He stumbled onwards, then he bumped into something and fell.
Oops! Make that bumped into someone.
A fur stood there? In the stream?
Mael's vision wobbled. The Hound! He swatted a paw weakly, crying out in fear.
A terrible sound escaped the fur.
And Mael's tenuous grasp on consciousness left.
***
Dragging. Mael woke to his heels dragging through the mud.
"Noo-ooo!" he yowled and struggled.
"Hold still, will you?!" said an exasperated voice. "Uugh!"
Mael was dropped to the mud and the rotting leaves. It squished around him, melding with his fur.
"Don't kill me!" begged Mael. He scrabbled helplessly in the mud, but made no progress away.
"Damn it, boy! I'm not going to kill you!" said the fur in the dreary light. "I'm taking you home with me. Unless you'd rather die out here in the rain."
Mael shuddered. The Hound was going to eat him?! "Don't eat me, Hound!" he begged shamelessly.
"Hound? I'm not a hound. Can't you tell? ...Well, maybe you can't in this light."
Not the Hound? Mael was too exhausted to think clearly. What did that mean?
"Come with me, boy. I'll get you fixed up."

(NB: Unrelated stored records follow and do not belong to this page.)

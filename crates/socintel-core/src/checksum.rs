//! SHA-256 of local files, so a sample on disk can be pivoted on as a hash.

use anyhow::{Context, Result};
use sha2::{Digest, Sha256};
use std::path::Path;
use tokio::io::AsyncReadExt;

const BUF_SIZE: usize = 64 * 1024;

/// Lowercase hex SHA-256 of the file at `path`, read in chunks.
pub async fn sha256_path(path: &Path) -> Result<String> {
    let mut file = tokio::fs::File::open(path)
        .await
        .with_context(|| format!("open {}", path.display()))?;
    let mut hasher = Sha256::new();
    let mut buf = vec![0u8; BUF_SIZE];
    loop {
        let n = file
            .read(&mut buf)
            .await
            .with_context(|| format!("read {}", path.display()))?;
        if n == 0 {
            break;
        }
        hasher.update(&buf[..n]);
    }
    Ok(hex::encode(hasher.finalize()))
}

#[cfg(test)]
mod tests {
    use super::*;
    use crate::ioc::{detect_ioc_type, IocType};
    use std::io::Write;

    #[tokio::test]
    async fn digest_of_known_content_is_a_hash_ioc() {
        let mut f = tempfile::NamedTempFile::new().unwrap();
        f.write_all(b"hello\n").unwrap();
        f.flush().unwrap();

        let digest = sha256_path(f.path()).await.unwrap();
        assert_eq!(
            digest,
            "5891b5b522d5df086d0ff0b110fbd9d21bb4fc7163af34d08286a2e846f6be03"
        );
        assert_eq!(detect_ioc_type(&digest), IocType::Hash);
    }

    #[tokio::test]
    async fn missing_file_reports_path() {
        let err = sha256_path(Path::new("/nonexistent/sample.bin"))
            .await
            .unwrap_err();
        assert!(format!("{err:#}").contains("/nonexistent/sample.bin"));
    }
}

Mael slumped to the ground in exhaustion. He was awake, but barely conscious as a grumbling fur again dragged him though the mud.
***
A dish clunked down across the room. A warm bed. Dry. Mael slowly woke.
"Mom?" he mumbled rubbing closed eyes. "I had a terrible nightmare. I thought I'd never wake. We were slaves, and it was so cold...."
"No dream from the looks of it, boy," some fur grumbled.
Mael's eyes snapped open. He wanted to die.
It had all been true.
The slaves, the mining pits. The overseers. The Hound, even the lizard masters. The deaths.
"Here, some broth."
Mael's eyes finally focused.
An old stag with an enormous rack of antlers stood frowning at him. He had a reddish coat and grayer neckfur. Red deer, a large species.
Mael blinked in fatigued shock. "How...?" he started. "Where...?"
The stag frowned, "You tell me. I was hurrying home in the rain, and you ran into me as I crossed the little bridge."
Mael groaned, remembering the wet rain and running into the Hound. No... into this fur? "I ran into you?" he whispered.
The red stag snorted. "Almost took away the rest of my years too. You reeked like a dead thing and swung your paws at me!"
Mael shivered. "Sorry, I thought you were... the Hound."
"Who?"
If the stag had never heard of the Hound, then it was best not to tell him.
Mael instead shrugged. "I should go..." he mumbled.
"Oh no you don't, little idiot!" he huffed. "Drink this first and then sleep before you kill yourself in this rain!"
Mael took the worn wooden cup offered him. Warm soup. Vegetable, but it was food. Warmth streamed into him.
"Youngsters these days," grumbled the stag. "Whatever came over you to run around in weather like this?"
Mael shrugged. Couldn't the stag see he had a slave's collar on? Mael looked up, out of the cup of life-bringing soup.
The stag watched him. Sort of. His eyes were clouded and he held a long staff in his hoof.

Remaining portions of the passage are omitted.